Nothing is to be altered; the data must be repeated exactly.

======

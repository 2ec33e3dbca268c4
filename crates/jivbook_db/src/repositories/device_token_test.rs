use chrono::{Duration, Utc};

use crate::repositories::device_token::{DeviceInfo, DeviceRegistration, DeviceToken, Platform};
use crate::repositories::{DeviceTokenRepository, SqlDeviceTokenRepository};
use crate::DbClient;

async fn repository() -> SqlDeviceTokenRepository {
    let client = DbClient::from_url("sqlite::memory:").await.unwrap();
    let repository = SqlDeviceTokenRepository::new(client);
    repository.init_schema().await.unwrap();
    repository
}

fn registration(
    user_id: &str,
    token: &str,
    device_id: &str,
    platform: Platform,
) -> DeviceRegistration {
    DeviceRegistration {
        user_id: user_id.to_string(),
        token: token.to_string(),
        platform,
        device_id: device_id.to_string(),
        device_info: DeviceInfo {
            model: Some("Pixel 8".to_string()),
            os_version: Some("14".to_string()),
            ..DeviceInfo::default()
        },
    }
}

/// Token values in sorted order; records created in the same millisecond have no stable order.
fn tokens_of(devices: &[DeviceToken]) -> Vec<&str> {
    let mut tokens: Vec<&str> = devices.iter().map(|d| d.token.as_str()).collect();
    tokens.sort_unstable();
    tokens
}

#[tokio::test]
async fn test_new_token_for_same_device_replaces_old_one() {
    let repo = repository().await;

    let first = repo
        .register_device(registration("U", "tok-A", "D1", Platform::Android))
        .await
        .unwrap();
    assert!(first.is_active);

    repo.register_device(registration("U", "tok-B", "D1", Platform::Android))
        .await
        .unwrap();

    let old = repo.find_by_token("tok-A").await.unwrap().unwrap();
    assert!(!old.is_active);
    let active = repo.find_active_by_user("U").await.unwrap();
    assert_eq!(tokens_of(&active), vec!["tok-B"]);
}

#[tokio::test]
async fn test_only_latest_of_many_registrations_is_active() {
    let repo = repository().await;

    for i in 0..6 {
        repo.register_device(registration("U", &format!("tok-{}", i), "D1", Platform::Ios))
            .await
            .unwrap();
    }
    // A second device keeps its own token
    repo.register_device(registration("U", "tablet", "D2", Platform::Ios))
        .await
        .unwrap();

    let active = repo.find_active_by_user("U").await.unwrap();
    assert_eq!(tokens_of(&active), vec!["tablet", "tok-5"]);
}

#[tokio::test]
async fn test_reregistering_known_token_moves_and_reactivates_it() {
    let repo = repository().await;

    let original = repo
        .register_device(registration("U1", "shared", "D1", Platform::Android))
        .await
        .unwrap();
    repo.unregister_device("U1", "shared").await.unwrap();

    let moved = repo
        .register_device(registration("U2", "shared", "D9", Platform::Web))
        .await
        .unwrap();

    assert_eq!(moved.id, original.id);
    let stored = repo.find_by_token("shared").await.unwrap().unwrap();
    assert!(stored.is_active);
    assert_eq!(stored.user_id, "U2");
    assert_eq!(stored.platform, Platform::Web);
    assert_eq!(stored.device_info.model.as_deref(), Some("Pixel 8"));
    assert!(repo.find_active_by_user("U1").await.unwrap().is_empty());
}

#[tokio::test]
async fn test_unregister_is_scoped_and_quiet_when_missing() {
    let repo = repository().await;
    repo.register_device(registration("U", "tok", "D1", Platform::Android))
        .await
        .unwrap();

    assert!(!repo.unregister_device("someone-else", "tok").await.unwrap());
    assert!(!repo.unregister_device("U", "unknown").await.unwrap());
    assert!(repo.find_by_token("tok").await.unwrap().unwrap().is_active);

    assert!(repo.unregister_device("U", "tok").await.unwrap());
    let stored = repo.find_by_token("tok").await.unwrap().unwrap();
    assert!(!stored.is_active);
}

#[tokio::test]
async fn test_find_active_by_users_with_platform_filter() {
    let repo = repository().await;
    repo.register_device(registration("U1", "u1-android", "D1", Platform::Android))
        .await
        .unwrap();
    repo.register_device(registration("U1", "u1-web", "D2", Platform::Web))
        .await
        .unwrap();
    repo.register_device(registration("U2", "u2-ios", "D1", Platform::Ios))
        .await
        .unwrap();
    repo.register_device(registration("U3", "u3-android", "D1", Platform::Android))
        .await
        .unwrap();

    let users = vec!["U1".to_string(), "U2".to_string()];

    let all = repo.find_active_by_users(&users, &[]).await.unwrap();
    assert_eq!(tokens_of(&all), vec!["u1-android", "u1-web", "u2-ios"]);

    let mobile = repo
        .find_active_by_users(&users, &[Platform::Android, Platform::Ios])
        .await
        .unwrap();
    assert_eq!(tokens_of(&mobile), vec!["u1-android", "u2-ios"]);

    assert!(repo.find_active_by_users(&[], &[]).await.unwrap().is_empty());
}

#[tokio::test]
async fn test_deactivate_tokens_only_touches_listed_tokens() {
    let repo = repository().await;
    for (token, device) in [("a", "D1"), ("b", "D2"), ("c", "D3")] {
        repo.register_device(registration("U", token, device, Platform::Android))
            .await
            .unwrap();
    }

    let changed = repo
        .deactivate_tokens(&["a".to_string(), "c".to_string(), "missing".to_string()])
        .await
        .unwrap();

    assert_eq!(changed, 2);
    let active = repo.find_active_by_user("U").await.unwrap();
    assert_eq!(tokens_of(&active), vec!["b"]);
}

#[tokio::test]
async fn test_delete_stale_removes_inactive_and_unused_tokens() {
    let repo = repository().await;
    repo.register_device(registration("U", "fresh", "D1", Platform::Android))
        .await
        .unwrap();
    repo.register_device(registration("U", "retired", "D2", Platform::Android))
        .await
        .unwrap();
    repo.unregister_device("U", "retired").await.unwrap();

    let deleted = repo
        .delete_stale(Utc::now() - Duration::days(30))
        .await
        .unwrap();
    assert_eq!(deleted, 1);
    assert!(repo.find_by_token("retired").await.unwrap().is_none());
    assert!(repo.find_by_token("fresh").await.unwrap().is_some());

    // Once the cutoff passes its last use, an active token goes too
    let deleted = repo
        .delete_stale(Utc::now() + Duration::minutes(1))
        .await
        .unwrap();
    assert_eq!(deleted, 1);
    assert!(repo.find_by_token("fresh").await.unwrap().is_none());
}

======

Your solution:
repository 2ec33e3dbca268c4
filename crates/jivbook_db/src/repositories/device_token_test.rs
use chrono::{Duration, Utc};

use crate::repositories::device_token::{DeviceInfo, DeviceRegistration, DeviceToken, Platform};
use crate::repositories::{DeviceTokenRepository, SqlDeviceTokenRepository};
use crate::DbClient;

async fn repository() -> SqlDeviceTokenRepository {
    let client = DbClient::from_url("sqlite::memory:").await.unwrap();
    let repository = SqlDeviceTokenRepository::new(client);
    repository.init_schema().await.unwrap();
    repository
}

fn registration(
    user_id: &str,
    token: &str,
    device_id: &str,
    platform: Platform,
) -> DeviceRegistration {
    DeviceRegistration {
        user_id: user_id.to_string(),
        token: token.to_string(),
        platform,
        device_id: device_id.to_string(),
        device_info: DeviceInfo {
            model: Some("Pixel 8".to_string()),
            os_version: Some("14".to_string()),
            ..DeviceInfo::default()
        },
    }
}

/// Token values in sorted order; records created in the same millisecond have no stable order.
fn tokens_of(devices: &[DeviceToken]) -> Vec<&str> {
    let mut tokens: Vec<&str> = devices.iter().map(|d| d.token.as_str()).collect();
    tokens.sort_unstable();
    tokens
}

#[tokio::test]
async fn test_new_token_for_same_device_replaces_old_one() {
    let repo = repository().await;

    let first = repo
        .register_device(registration("U", "tok-A", "D1", Platform::Android))
        .await
        .unwrap();
    assert!(first.is_active);

    repo.register_device(registration("U", "tok-B", "D1", Platform::Android))
        .await
        .unwrap();

    let old = repo.find_by_token("tok-A").await.unwrap().unwrap();
    assert!(!old.is_active);
    let active = repo.find_active_by_user("U").await.unwrap();
    assert_eq!(tokens_of(&active), vec!["tok-B"]);
}

#[tokio::test]
async fn test_only_latest_of_many_registrations_is_active() {
    let repo = repository().await;

    for i in 0..6 {
        repo.register_device(registration("U", &format!("tok-{}", i), "D1", Platform::Ios))
            .await
            .unwrap();
    }
    // A second device keeps its own token
    repo.register_device(registration("U", "tablet", "D2", Platform::Ios))
        .await
        .unwrap();

    let active = repo.find_active_by_user("U").await.unwrap();
    assert_eq!(tokens_of(&active), vec!["tablet", "tok-5"]);
}

#[tokio::test]
async fn test_reregistering_known_token_moves_and_reactivates_it() {
    let repo = repository().await;

    let original = repo
        .register_device(registration("U1", "shared", "D1", Platform::Android))
        .await
        .unwrap();
    repo.unregister_device("U1", "shared").await.unwrap();

    let moved = repo
        .register_device(registration("U2", "shared", "D9", Platform::Web))
        .await
        .unwrap();

    assert_eq!(moved.id, original.id);
    let stored = repo.find_by_token("shared").await.unwrap().unwrap();
    assert!(stored.is_active);
    assert_eq!(stored.user_id, "U2");
    assert_eq!(stored.platform, Platform::Web);
    assert_eq!(stored.device_info.model.as_deref(), Some("Pixel 8"));
    assert!(repo.find_active_by_user("U1").await.unwrap().is_empty());
}

#[tokio::test]
async fn test_unregister_is_scoped_and_quiet_when_missing() {
    let repo = repository().await;
    repo.register_device(registration("U", "tok", "D1", Platform::Android))
        .await
        .unwrap();

    assert!(!repo.unregister_device("someone-else", "tok").await.unwrap());
    assert!(!repo.unregister_device("U", "unknown").await.unwrap());
    assert!(repo.find_by_token("tok").await.unwrap().unwrap().is_active);

    assert!(repo.unregister_device("U", "tok").await.unwrap());
    let stored = repo.find_by_token("tok").await.unwrap().unwrap();
    assert!(!stored.is_active);
}

#[tokio::test]
async fn test_find_active_by_users_with_platform_filter() {
    let repo = repository().await;
    repo.register_device(registration("U1", "u1-android", "D1", Platform::Android))
        .await
        .unwrap();
    repo.register_device(registration("U1", "u1-web", "D2", Platform::Web))
        .await
        .unwrap();
    repo.register_device(registration("U2", "u2-ios", "D1", Platform::Ios))
        .await
        .unwrap();
    repo.register_device(registration("U3", "u3-android", "D1", Platform::Android))
        .await
        .unwrap();

    let users = vec!["U1".to_string(), "U2".to_string()];

    let all = repo.find_active_by_users(&users, &[]).await.unwrap();
    assert_eq!(tokens_of(&all), vec!["u1-android", "u1-web", "u2-ios"]);

    let mobile = repo
        .find_active_by_users(&users, &[Platform::Android, Platform::Ios])
        .await
        .unwrap();
    assert_eq!(tokens_of(&mobile), vec!["u1-android", "u2-ios"]);

    assert!(repo.find_active_by_users(&[], &[]).await.unwrap().is_empty());
}

#[tokio::test]
async fn test_deactivate_tokens_only_touches_listed_tokens() {
    let repo = repository().await;
    for (token, device) in [("a", "D1"), ("b", "D2"), ("c", "D3")] {
        repo.register_device(registration("U", token, device, Platform::Android))
            .await
            .unwrap();
    }

    let changed = repo
        .deactivate_tokens(&["a".to_string(), "c".to_string(), "missing".to_string()])
        .await
        .unwrap();

    assert_eq!(changed, 2);
    let active = repo.find_active_by_user("U").await.unwrap();
    assert_eq!(tokens_of(&active), vec!["b"]);
}

#[tokio::test]
async fn test_delete_stale_removes_inactive_and_unused_tokens() {
    let repo = repository().await;
    repo.register_device(registration("U", "fresh", "D1", Platform::Android))
        .await
        .unwrap();
    repo.register_device(registration("U", "retired", "D2", Platform::Android))
        .await
        .unwrap();
    repo.unregister_device("U", "retired").await.unwrap();

    let deleted = repo
        .delete_stale(Utc::now() - Duration::days(30))
        .await
        .unwrap();
    assert_eq!(deleted, 1);
    assert!(repo.find_by_token("retired").await.unwrap().is_none());
    assert!(repo.find_by_token("fresh").await.unwrap().is_some());

    // Once the cutoff passes its last use, an active token goes too
    let deleted = repo
        .delete_stale(Utc::now() + Duration::minutes(1))
        .await
        .unwrap();
    assert_eq!(deleted, 1);
    assert!(repo.find_by_token("fresh").await.unwrap().is_none());
}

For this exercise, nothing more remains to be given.